Logo chegaram à avenida. Tinha muita
gente. Todo mundo feliz, vestindo cores, agitando bandeirinhas, rindo e
falando, parecia que todos se conheciam. É que a felicidade, isto o menino já
tinha aprendido, faz com que as pessoas falem umas com as outras, mesmo que não
se conheçam e, se estiverem sozinhas, falam para o vento, talvez na esperança
de que ele leve pelo ar as palavras e as vá depositando nos ouvidos que for encontrando
pelo caminho. A gente consegue esconder as mágoas dentro do peito, mas não
consegue prender a felicidade; é de sua natureza extravasar, se expandir,
contaminar o mundo.
O menino e a família do menino
alegremente se deixam contagiar e, como já vinham felizes de casa, contribuem
para a contaminação geral espalhando novas e bem-vindas cepas. Como esta virose
não tem período de incubação, seu efeito é imediato e cumulativo, o que faz o
povo ir aumentando falas e risos, numa agitação de braços e bandeiras.
O menino se encanta com as
bandeiras, grandes, pequenas, de pano ou de papel, todas com mesmas cores e
desenho, agitadas, tremulando ao vento. Por que iguais? A mãe explica, são
bandeiras da pátria. E o menino pensa, deseja, ah, se tivesse uma!
De repente, lá vem a primeira
escola! Não é a do irmão, mas é bonita, de uniforme vermelho e branco. A
fanfarra tocando e os alunos marchando. Vem na cabeça a lembrança engraçada:
Marcha soldado, cabeça de papel, se não marchar direito vai preso pro quartel!
O menino ri, mas logo sacode a cabeça e a lembrança escorre pela orelha e cai
esquecida no asfalto da avenida.
E agora vem a segunda escola. Esta,
sim, deve ser a do irmão, calções marinho e camisas brancas de bordado no bolso.
Os meninos marchando garbosos e a fanfarra logo atrás. Olha o irmão! Tocando repique
na caixa, as varetas no sobe-desce, todo pimpão! Ah, que gostosura! Podia ser
eu. Quando crescer quero ser igual o irmão! Marchar na avenida, tocando
repique, vendo o povo bater palma na calçada, agitando bandeirinhas...

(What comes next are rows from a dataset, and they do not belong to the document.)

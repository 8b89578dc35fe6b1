//! Book API 模块

mod handler;

use axum::{
    routing::{get, post},
    Router,
};

use crate::core::ServerState;

pub fn router() -> Router<ServerState> {
    Router::new().nest("/api/books", routes())
}

fn routes() -> Router<ServerState> {
    Router::new()
        .route("/", get(handler::list).post(handler::create))
        .route("/{id}", get(handler::get_by_id))
        .route("/{id}/finish", post(handler::finish))
}
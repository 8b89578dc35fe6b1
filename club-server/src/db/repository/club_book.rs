//! Club Book History Repository
//!
//! One row per reading period. Rows are created IN_PROGRESS when a book
//! becomes current and transition exactly once to COMPLETED or ABANDONED;
//! afterwards they are immutable history.

use sqlx::{Sqlite, SqlitePool, Transaction};

use shared::models::ClubBook;

use super::{RepoError, RepoResult};

pub async fn find_by_id(pool: &SqlitePool, id: i64) -> RepoResult<Option<ClubBook>> {
    let row = sqlx::query_as::<_, ClubBook>(
        "SELECT id, club_id, book_id, status, started_at, finished_at, rating, discussion_notes, created_at, updated_at FROM club_book WHERE id = ?",
    )
    .bind(id)
    .fetch_optional(pool)
    .await?;
    Ok(row)
}

pub async fn find_history(pool: &SqlitePool, club_id: i64) -> RepoResult<Vec<ClubBook>> {
    let rows = sqlx::query_as::<_, ClubBook>(
        "SELECT id, club_id, book_id, status, started_at, finished_at, rating, discussion_notes, created_at, updated_at FROM club_book WHERE club_id = ? ORDER BY started_at DESC",
    )
    .bind(club_id)
    .fetch_all(pool)
    .await?;
    Ok(rows)
}

pub async fn find_in_progress(pool: &SqlitePool, club_id: i64) -> RepoResult<Option<ClubBook>> {
    let row = sqlx::query_as::<_, ClubBook>(
        "SELECT id, club_id, book_id, status, started_at, finished_at, rating, discussion_notes, created_at, updated_at FROM club_book WHERE club_id = ? AND status = 'IN_PROGRESS'",
    )
    .bind(club_id)
    .fetch_optional(pool)
    .await?;
    Ok(row)
}

/// Make a book current: set `current_book_id` and open an IN_PROGRESS
/// history row, clearing the suggestion slate for the next cycle. One
/// transaction; the guarded club update restates the preconditions.
pub async fn start(pool: &SqlitePool, club_id: i64, book_id: i64) -> RepoResult<ClubBook> {
    let id = shared::util::snowflake_id();
    let now = shared::util::now_millis();

    let mut tx = pool.begin().await?;

    let rows = sqlx::query(
        "UPDATE club SET current_book_id = ?, updated_at = ? WHERE id = ? AND current_book_id IS NULL AND voting_cycle_active = 0",
    )
    .bind(book_id)
    .bind(now)
    .bind(club_id)
    .execute(&mut *tx)
    .await?;

    if rows.rows_affected() == 0 {
        return Err(RepoError::State(
            "Club already has a current book or voting is still active".into(),
        ));
    }

    sqlx::query(
        "INSERT INTO club_book (id, club_id, book_id, status, started_at, created_at, updated_at) VALUES (?1, ?2, ?3, 'IN_PROGRESS', ?4, ?4, ?4)",
    )
    .bind(id)
    .bind(club_id)
    .bind(book_id)
    .bind(now)
    .execute(&mut *tx)
    .await?;

    // Votes cascade with their suggestions
    sqlx::query("DELETE FROM book_suggestion WHERE club_id = ?")
        .bind(club_id)
        .execute(&mut *tx)
        .await?;

    tx.commit().await?;

    find_by_id(pool, id)
        .await?
        .ok_or_else(|| RepoError::Database("Failed to open club book record".into()))
}

/// Transition the active history row to COMPLETED within an existing
/// transaction and clear the club's current book.
pub async fn complete_in_tx(
    tx: &mut Transaction<'_, Sqlite>,
    club_id: i64,
    rating: i32,
    notes: &str,
    now: i64,
) -> RepoResult<()> {
    let rows = sqlx::query(
        "UPDATE club_book SET status = 'COMPLETED', finished_at = ?1, rating = ?2, discussion_notes = ?3, updated_at = ?1 WHERE club_id = ?4 AND status = 'IN_PROGRESS'",
    )
    .bind(now)
    .bind(rating)
    .bind(notes)
    .bind(club_id)
    .execute(&mut **tx)
    .await?;

    if rows.rows_affected() == 0 {
        return Err(RepoError::State("Club has no book in progress".into()));
    }

    sqlx::query("UPDATE club SET current_book_id = NULL, updated_at = ? WHERE id = ?")
        .bind(now)
        .bind(club_id)
        .execute(&mut **tx)
        .await?;
    Ok(())
}

/// Transition the active history row to ABANDONED within an existing
/// transaction and clear the club's current book. The reason code is an
/// opaque 1-10 vocabulary entry stored alongside the notes.
pub async fn abandon_in_tx(
    tx: &mut Transaction<'_, Sqlite>,
    club_id: i64,
    reason_code: i32,
    notes: &str,
    now: i64,
) -> RepoResult<()> {
    let combined = format!("Reason: {reason_code}\nNotes: {notes}");
    let rows = sqlx::query(
        "UPDATE club_book SET status = 'ABANDONED', finished_at = ?1, discussion_notes = ?2, updated_at = ?1 WHERE club_id = ?3 AND status = 'IN_PROGRESS'",
    )
    .bind(now)
    .bind(&combined)
    .bind(club_id)
    .execute(&mut **tx)
    .await?;

    if rows.rows_affected() == 0 {
        return Err(RepoError::State("Club has no book in progress".into()));
    }

    sqlx::query("UPDATE club SET current_book_id = NULL, updated_at = ? WHERE id = ?")
        .bind(now)
        .bind(club_id)
        .execute(&mut **tx)
        .await?;
    Ok(())
}

/// Complete the club's current book (rating 1-5, notes recorded).
pub async fn complete(
    pool: &SqlitePool,
    club_id: i64,
    rating: i32,
    notes: &str,
) -> RepoResult<ClubBook> {
    let now = shared::util::now_millis();
    let mut tx = pool.begin().await?;
    complete_in_tx(&mut tx, club_id, rating, notes, now).await?;
    tx.commit().await?;

    latest_terminal(pool, club_id).await
}

/// Abandon the club's current book with a reason code and notes.
pub async fn abandon(
    pool: &SqlitePool,
    club_id: i64,
    reason_code: i32,
    notes: &str,
) -> RepoResult<ClubBook> {
    let now = shared::util::now_millis();
    let mut tx = pool.begin().await?;
    abandon_in_tx(&mut tx, club_id, reason_code, notes, now).await?;
    tx.commit().await?;

    latest_terminal(pool, club_id).await
}

async fn latest_terminal(pool: &SqlitePool, club_id: i64) -> RepoResult<ClubBook> {
    let row = sqlx::query_as::<_, ClubBook>(
        "SELECT id, club_id, book_id, status, started_at, finished_at, rating, discussion_notes, created_at, updated_at FROM club_book WHERE club_id = ? AND status != 'IN_PROGRESS' ORDER BY finished_at DESC LIMIT 1",
    )
    .bind(club_id)
    .fetch_optional(pool)
    .await?;
    row.ok_or_else(|| RepoError::Database("Failed to read club book record".into()))
}
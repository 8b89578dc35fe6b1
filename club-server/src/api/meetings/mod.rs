//! Meeting API 模块

mod handler;

use axum::{
    routing::{get, post},
    Router,
};

use crate::core::ServerState;

pub fn router() -> Router<ServerState> {
    Router::new().nest("/api", routes())
}

fn routes() -> Router<ServerState> {
    Router::new()
        .route(
            "/clubs/{id}/meetings",
            get(handler::list_for_club).post(handler::create),
        )
        .route(
            "/meetings/{id}",
            get(handler::get_by_id).put(handler::update),
        )
        .route("/meetings/{id}/cancel", post(handler::cancel))
        .route("/meetings/{id}/rsvp", post(handler::rsvp))
        .route("/meetings/{id}/complete", post(handler::complete))
}
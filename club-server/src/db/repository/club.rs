//! Club Repository
//!
//! Holds the voting-cycle fields of the club row. State preconditions
//! are checked before any write; the writes themselves restate the
//! precondition in their `WHERE` clause.

use sqlx::SqlitePool;

use shared::models::{Club, ClubSummary};

use super::{RepoError, RepoResult};

pub async fn find_by_id(pool: &SqlitePool, id: i64) -> RepoResult<Option<Club>> {
    let club = sqlx::query_as::<_, Club>(
        "SELECT id, name, description, owner_id, current_book_id, voting_cycle_active, voting_starts_at, voting_ends_at, voting_started_by, created_at, updated_at FROM club WHERE id = ?",
    )
    .bind(id)
    .fetch_optional(pool)
    .await?;
    Ok(club)
}

pub async fn get(pool: &SqlitePool, id: i64) -> RepoResult<Club> {
    find_by_id(pool, id)
        .await?
        .ok_or_else(|| RepoError::NotFound(format!("Club {id} not found")))
}

pub async fn find_all(pool: &SqlitePool, limit: i32, offset: i32) -> RepoResult<Vec<ClubSummary>> {
    let clubs = sqlx::query_as::<_, ClubSummary>(
        "SELECT c.id, c.name, c.description, c.owner_id, c.current_book_id, c.voting_cycle_active, \
         (SELECT COUNT(*) FROM club_membership m WHERE m.club_id = c.id AND m.status = 'ACTIVE') AS member_count \
         FROM club c ORDER BY c.created_at DESC LIMIT ? OFFSET ?",
    )
    .bind(limit)
    .bind(offset)
    .fetch_all(pool)
    .await?;
    Ok(clubs)
}

/// Create a club; the creator becomes its OWNER with an ACTIVE membership.
pub async fn create(
    pool: &SqlitePool,
    name: &str,
    description: Option<&str>,
    owner_id: i64,
) -> RepoResult<Club> {
    let club_id = shared::util::snowflake_id();
    let membership_id = shared::util::snowflake_id();
    let now = shared::util::now_millis();

    let mut tx = pool.begin().await?;

    sqlx::query(
        "INSERT INTO club (id, name, description, owner_id, voting_cycle_active, created_at, updated_at) VALUES (?, ?, ?, ?, 0, ?, ?)",
    )
    .bind(club_id)
    .bind(name)
    .bind(description)
    .bind(owner_id)
    .bind(now)
    .bind(now)
    .execute(&mut *tx)
    .await?;

    sqlx::query(
        "INSERT INTO club_membership (id, club_id, user_id, role, status, created_at, updated_at) VALUES (?, ?, ?, 'OWNER', 'ACTIVE', ?, ?)",
    )
    .bind(membership_id)
    .bind(club_id)
    .bind(owner_id)
    .bind(now)
    .bind(now)
    .execute(&mut *tx)
    .await?;

    tx.commit().await?;

    get(pool, club_id).await
}

/// Start a voting cycle.
///
/// Rejected while a book is current or a cycle is already running —
/// voting only runs when there is no current book.
pub async fn start_voting(
    pool: &SqlitePool,
    club_id: i64,
    started_by: i64,
    starts_at: i64,
    ends_at: i64,
) -> RepoResult<Club> {
    let club = get(pool, club_id).await?;
    if club.current_book_id.is_some() {
        return Err(RepoError::State(
            "Cannot start voting while the club has a current book".into(),
        ));
    }
    if club.voting_cycle_active {
        return Err(RepoError::State("A voting cycle is already active".into()));
    }

    let now = shared::util::now_millis();
    let rows = sqlx::query(
        "UPDATE club SET voting_cycle_active = 1, voting_starts_at = ?, voting_ends_at = ?, voting_started_by = ?, updated_at = ? \
         WHERE id = ? AND current_book_id IS NULL AND voting_cycle_active = 0",
    )
    .bind(starts_at)
    .bind(ends_at)
    .bind(started_by)
    .bind(now)
    .bind(club_id)
    .execute(pool)
    .await?;

    if rows.rows_affected() == 0 {
        return Err(RepoError::State(
            "Voting cycle could not be started (state changed)".into(),
        ));
    }
    get(pool, club_id).await
}

/// End the voting cycle: clear the active flag and flag the winning
/// suggestions (all ties) in one transaction.
pub async fn end_voting(pool: &SqlitePool, club_id: i64, winner_ids: &[i64]) -> RepoResult<Club> {
    let now = shared::util::now_millis();
    let mut tx = pool.begin().await?;

    let rows = sqlx::query(
        "UPDATE club SET voting_cycle_active = 0, updated_at = ? WHERE id = ? AND voting_cycle_active = 1",
    )
    .bind(now)
    .bind(club_id)
    .execute(&mut *tx)
    .await?;

    if rows.rows_affected() == 0 {
        return Err(RepoError::State("No active voting cycle to end".into()));
    }

    for id in winner_ids {
        sqlx::query("UPDATE book_suggestion SET is_winner = 1 WHERE id = ? AND club_id = ?")
            .bind(id)
            .bind(club_id)
            .execute(&mut *tx)
            .await?;
    }

    tx.commit().await?;
    get(pool, club_id).await
}

/// Admin override: set the current book directly, bypassing history.
///
/// Clears any voting-cycle fields so the mutual-exclusion invariant holds.
pub async fn set_current_book_override(
    pool: &SqlitePool,
    club_id: i64,
    book_id: i64,
) -> RepoResult<Club> {
    let now = shared::util::now_millis();
    let rows = sqlx::query(
        "UPDATE club SET current_book_id = ?, voting_cycle_active = 0, voting_starts_at = NULL, voting_ends_at = NULL, voting_started_by = NULL, updated_at = ? WHERE id = ?",
    )
    .bind(book_id)
    .bind(now)
    .bind(club_id)
    .execute(pool)
    .await?;

    if rows.rows_affected() == 0 {
        return Err(RepoError::NotFound(format!("Club {club_id} not found")));
    }
    get(pool, club_id).await
}

/// Admin override: clear the current book without recording history.
pub async fn clear_current_book_override(pool: &SqlitePool, club_id: i64) -> RepoResult<Club> {
    let now = shared::util::now_millis();
    let rows = sqlx::query("UPDATE club SET current_book_id = NULL, updated_at = ? WHERE id = ?")
        .bind(now)
        .bind(club_id)
        .execute(pool)
        .await?;

    if rows.rows_affected() == 0 {
        return Err(RepoError::NotFound(format!("Club {club_id} not found")));
    }
    get(pool, club_id).await
}

#[cfg(test)]
mod tests {
    use super::*;
    use crate::db::repository::test_support::test_pool;

    #[tokio::test]
    async fn start_voting_sets_the_window() {
        let pool = test_pool().await;
        let club = start_voting(&pool, 10, 1, 1000, 1000 + 7 * 86_400_000)
            .await
            .unwrap();
        assert!(club.voting_cycle_active);
        assert_eq!(club.voting_starts_at, Some(1000));
        assert_eq!(club.voting_started_by, Some(1));
        assert!(club.current_book_id.is_none());
    }

    #[tokio::test]
    async fn start_voting_rejected_with_current_book() {
        let pool = test_pool().await;
        set_current_book_override(&pool, 10, 101).await.unwrap();

        let err = start_voting(&pool, 10, 1, 1000, 2000).await.unwrap_err();
        assert!(matches!(err, RepoError::State(_)));
    }

    #[tokio::test]
    async fn start_voting_rejected_while_active() {
        let pool = test_pool().await;
        start_voting(&pool, 10, 1, 1000, 2000).await.unwrap();
        let err = start_voting(&pool, 10, 1, 1000, 2000).await.unwrap_err();
        assert!(matches!(err, RepoError::State(_)));
    }

    #[tokio::test]
    async fn override_set_clears_voting_fields() {
        let pool = test_pool().await;
        start_voting(&pool, 10, 1, 1000, 2000).await.unwrap();

        let club = set_current_book_override(&pool, 10, 102).await.unwrap();
        assert_eq!(club.current_book_id, Some(102));
        assert!(!club.voting_cycle_active);
        assert!(club.voting_ends_at.is_none());
    }

    #[tokio::test]
    async fn end_voting_requires_active_cycle() {
        let pool = test_pool().await;
        let err = end_voting(&pool, 10, &[]).await.unwrap_err();
        assert!(matches!(err, RepoError::State(_)));
    }
}
use club_server::{print_banner, setup_environment, Config, Server, ServerState};

#[tokio::main]
async fn main() -> Result<(), Box<dyn std::error::Error>> {
    // 1. 设置环境 (dotenv, 日志)
    setup_environment()?;

    print_banner();

    tracing::info!("📚 Club server starting...");

    // 2. 加载配置
    let config = Config::from_env();

    // 3. 初始化服务器状态 (数据库、迁移、JWT)
    let state = ServerState::initialize(&config).await?;

    // 4. 启动 HTTP 服务器
    let server = Server::with_state(config, state);

    if let Err(e) = server.run().await {
        tracing::error!("Server error: {}", e);
        return Err(e.into());
    }

    Ok(())
}
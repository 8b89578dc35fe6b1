//! Achievement Models

use serde::{Deserialize, Serialize};

/// Achievement definition
///
/// `criteria_type` stays a free string at the storage boundary; the engine
/// parses it into a closed enum and treats unknown kinds as never-met.
#[derive(Debug, Clone, Serialize, Deserialize)]
#[cfg_attr(feature = "db", derive(sqlx::FromRow))]
pub struct Achievement {
    pub id: i64,
    pub name: String,
    pub description: Option<String>,
    pub icon: Option<String>,
    pub criteria_type: String,
    pub threshold: Option<i64>,
    /// daily | weekly | monthly | yearly | all_time (null = all_time)
    pub timeframe: Option<String>,
    pub points: i64,
    pub is_active: bool,
    pub created_at: i64,
    pub updated_at: i64,
}

/// Earned achievement — snapshot taken at award time, never recomputed
#[derive(Debug, Clone, Serialize, Deserialize)]
#[cfg_attr(feature = "db", derive(sqlx::FromRow))]
pub struct UserAchievement {
    pub id: i64,
    pub user_id: i64,
    pub achievement_id: i64,
    /// Name snapshot at award time
    pub name: String,
    /// Points snapshot at award time
    pub points: i64,
    /// Counter value that triggered the award
    pub earned_value: i64,
    pub earned_at: i64,
}

/// Progress counter row for a not-yet-earned achievement
#[derive(Debug, Clone, Serialize, Deserialize)]
#[cfg_attr(feature = "db", derive(sqlx::FromRow))]
pub struct AchievementProgress {
    pub id: i64,
    pub user_id: i64,
    pub achievement_id: i64,
    pub current_value: i64,
    pub target_value: i64,
    pub updated_at: i64,
}

/// In-progress entry for display: live counters plus derived percentage
#[derive(Debug, Clone, Serialize, Deserialize)]
#[cfg_attr(feature = "db", derive(sqlx::FromRow))]
pub struct ProgressEntry {
    pub achievement_id: i64,
    pub name: String,
    pub description: Option<String>,
    pub icon: Option<String>,
    pub points: i64,
    pub current_value: i64,
    pub target_value: i64,
}

impl ProgressEntry {
    /// Display percentage, rounded; deliberately not clamped — over-target
    /// progress reads as >100
    pub fn progress_percentage(&self) -> i64 {
        if self.target_value <= 0 {
            return 0;
        }
        ((self.current_value as f64 / self.target_value as f64) * 100.0).round() as i64
    }
}

/// Combined achievements view for a user
#[derive(Debug, Clone, Serialize, Deserialize)]
pub struct UserAchievements {
    pub earned: Vec<UserAchievement>,
    pub in_progress: Vec<ProgressView>,
}

/// Progress entry with the percentage materialized for the client
#[derive(Debug, Clone, Serialize, Deserialize)]
pub struct ProgressView {
    #[serde(flatten)]
    pub entry: ProgressEntry,
    pub progress_percentage: i64,
}

impl From<ProgressEntry> for ProgressView {
    fn from(entry: ProgressEntry) -> Self {
        let progress_percentage = entry.progress_percentage();
        Self {
            entry,
            progress_percentage,
        }
    }
}

#[cfg(test)]
mod tests {
    use super::*;

    fn entry(current: i64, target: i64) -> ProgressEntry {
        ProgressEntry {
            achievement_id: 1,
            name: "Bookworm".into(),
            description: None,
            icon: None,
            points: 10,
            current_value: current,
            target_value: target,
        }
    }

    #[test]
    fn percentage_rounds() {
        assert_eq!(entry(3, 10).progress_percentage(), 30);
        assert_eq!(entry(1, 3).progress_percentage(), 33);
        assert_eq!(entry(2, 3).progress_percentage(), 67);
    }

    #[test]
    fn percentage_over_target_is_not_clamped() {
        assert_eq!(entry(10, 5).progress_percentage(), 200);
    }

    #[test]
    fn percentage_zero_target_is_zero() {
        assert_eq!(entry(5, 0).progress_percentage(), 0);
    }
}
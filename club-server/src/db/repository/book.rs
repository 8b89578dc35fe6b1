//! Book & Shelf Repository

use sqlx::SqlitePool;

use shared::models::{Book, UserBook};

use super::{RepoError, RepoResult};

pub async fn find_by_id(pool: &SqlitePool, id: i64) -> RepoResult<Option<Book>> {
    let book = sqlx::query_as::<_, Book>(
        "SELECT id, title, author, created_at FROM book WHERE id = ?",
    )
    .bind(id)
    .fetch_optional(pool)
    .await?;
    Ok(book)
}

pub async fn find_all(pool: &SqlitePool, limit: i32, offset: i32) -> RepoResult<Vec<Book>> {
    let books = sqlx::query_as::<_, Book>(
        "SELECT id, title, author, created_at FROM book ORDER BY created_at DESC LIMIT ? OFFSET ?",
    )
    .bind(limit)
    .bind(offset)
    .fetch_all(pool)
    .await?;
    Ok(books)
}

pub async fn create(pool: &SqlitePool, title: &str, author: &str) -> RepoResult<Book> {
    let id = shared::util::snowflake_id();
    let now = shared::util::now_millis();

    sqlx::query("INSERT INTO book (id, title, author, created_at) VALUES (?, ?, ?, ?)")
        .bind(id)
        .bind(title)
        .bind(author)
        .bind(now)
        .execute(pool)
        .await?;

    find_by_id(pool, id)
        .await?
        .ok_or_else(|| RepoError::Database("Failed to create book".into()))
}

pub async fn find_shelf_record(
    pool: &SqlitePool,
    user_id: i64,
    book_id: i64,
) -> RepoResult<Option<UserBook>> {
    let record = sqlx::query_as::<_, UserBook>(
        "SELECT id, user_id, book_id, status, finished_at, created_at, updated_at FROM user_book WHERE user_id = ? AND book_id = ?",
    )
    .bind(user_id)
    .bind(book_id)
    .fetch_optional(pool)
    .await?;
    Ok(record)
}

/// Mark a book finished on the user's shelf.
///
/// Upserts the shelf record: inserts a FINISHED row, or promotes an
/// existing row to FINISHED. `finished_at` is only stamped on the
/// transition — re-finishing an already-finished book keeps the original
/// timestamp and changes nothing.
pub async fn mark_finished(pool: &SqlitePool, user_id: i64, book_id: i64) -> RepoResult<UserBook> {
    let id = shared::util::snowflake_id();
    let now = shared::util::now_millis();

    sqlx::query(
        "INSERT INTO user_book (id, user_id, book_id, status, finished_at, created_at, updated_at) \
         VALUES (?1, ?2, ?3, 'FINISHED', ?4, ?4, ?4) \
         ON CONFLICT(user_id, book_id) DO UPDATE SET \
             status = 'FINISHED', \
             finished_at = COALESCE(user_book.finished_at, ?4), \
             updated_at = ?4",
    )
    .bind(id)
    .bind(user_id)
    .bind(book_id)
    .bind(now)
    .execute(pool)
    .await?;

    find_shelf_record(pool, user_id, book_id)
        .await?
        .ok_or_else(|| RepoError::Database("Failed to update shelf record".into()))
}

#[cfg(test)]
mod tests {
    use super::*;
    use crate::db::repository::test_support::test_pool;
    use shared::models::ShelfStatus;

    #[tokio::test]
    async fn mark_finished_inserts_and_promotes() {
        let pool = test_pool().await;

        let first = mark_finished(&pool, 1, 101).await.unwrap();
        assert_eq!(first.status, ShelfStatus::Finished);
        let stamped = first.finished_at.unwrap();

        // Re-finishing keeps the original timestamp
        let again = mark_finished(&pool, 1, 101).await.unwrap();
        assert_eq!(again.finished_at.unwrap(), stamped);
    }
}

E o menino, que não tem nenhuma
bandeirinha! Bem que podia alguém lhe dar uma. Ia ficar contente, balançar ela
pra lá e pra cá, festejando o desfile, as escolas, os meninos...
Olha tio Juca chegando agora, sempre
atrasado esse tio. E ele tem uma bandeirinha! Que linda! Vem contente, agitando
a bandeira com força, não rasga, é de pano. Que linda! Tio, dá a bandeira pra
mim?
Juca para o agito, olha para o
menino, coça a cabeça, sorri e diz: Toma! O menino, com sofreguidão, estende o
braço e pega... o dedo de Juca! O tio gargalha, balançando a barriga. O menino,
desenxabido, recua. O tio gasta a gargalhada até o fim, para de rir e fala de
novo: Toma, moleque! O menino faz que não. Juca insiste: Toma, moleque! O
menino hesita, mas a vontade é tanta! Devagar ele levanta o braço para pegar a
bandeira, mas, na hora agá, Juca faz um trejeito e o menino torna a pegar seu
dedo. O tio gargalha de novo, sacudindo a pança.
O menino desiste. Juca tenta outra
vez, mas o menino não olha mais para ele. Insiste; recusa. O menino não quer
mais a bandeira. A alegria murchou, o coração pisou no breque e a boca arfante
deixa agora escorregar o último sorriso, que havia se enroscado na garganta, e que
cai também no asfalto e talvez acabe por se misturar com aquela lembrança
esquecida.
O Sol, envergonhado, se esconde
atrás de uma nuvem e desce do céu uma sombra pesada que descolore as bandeiras.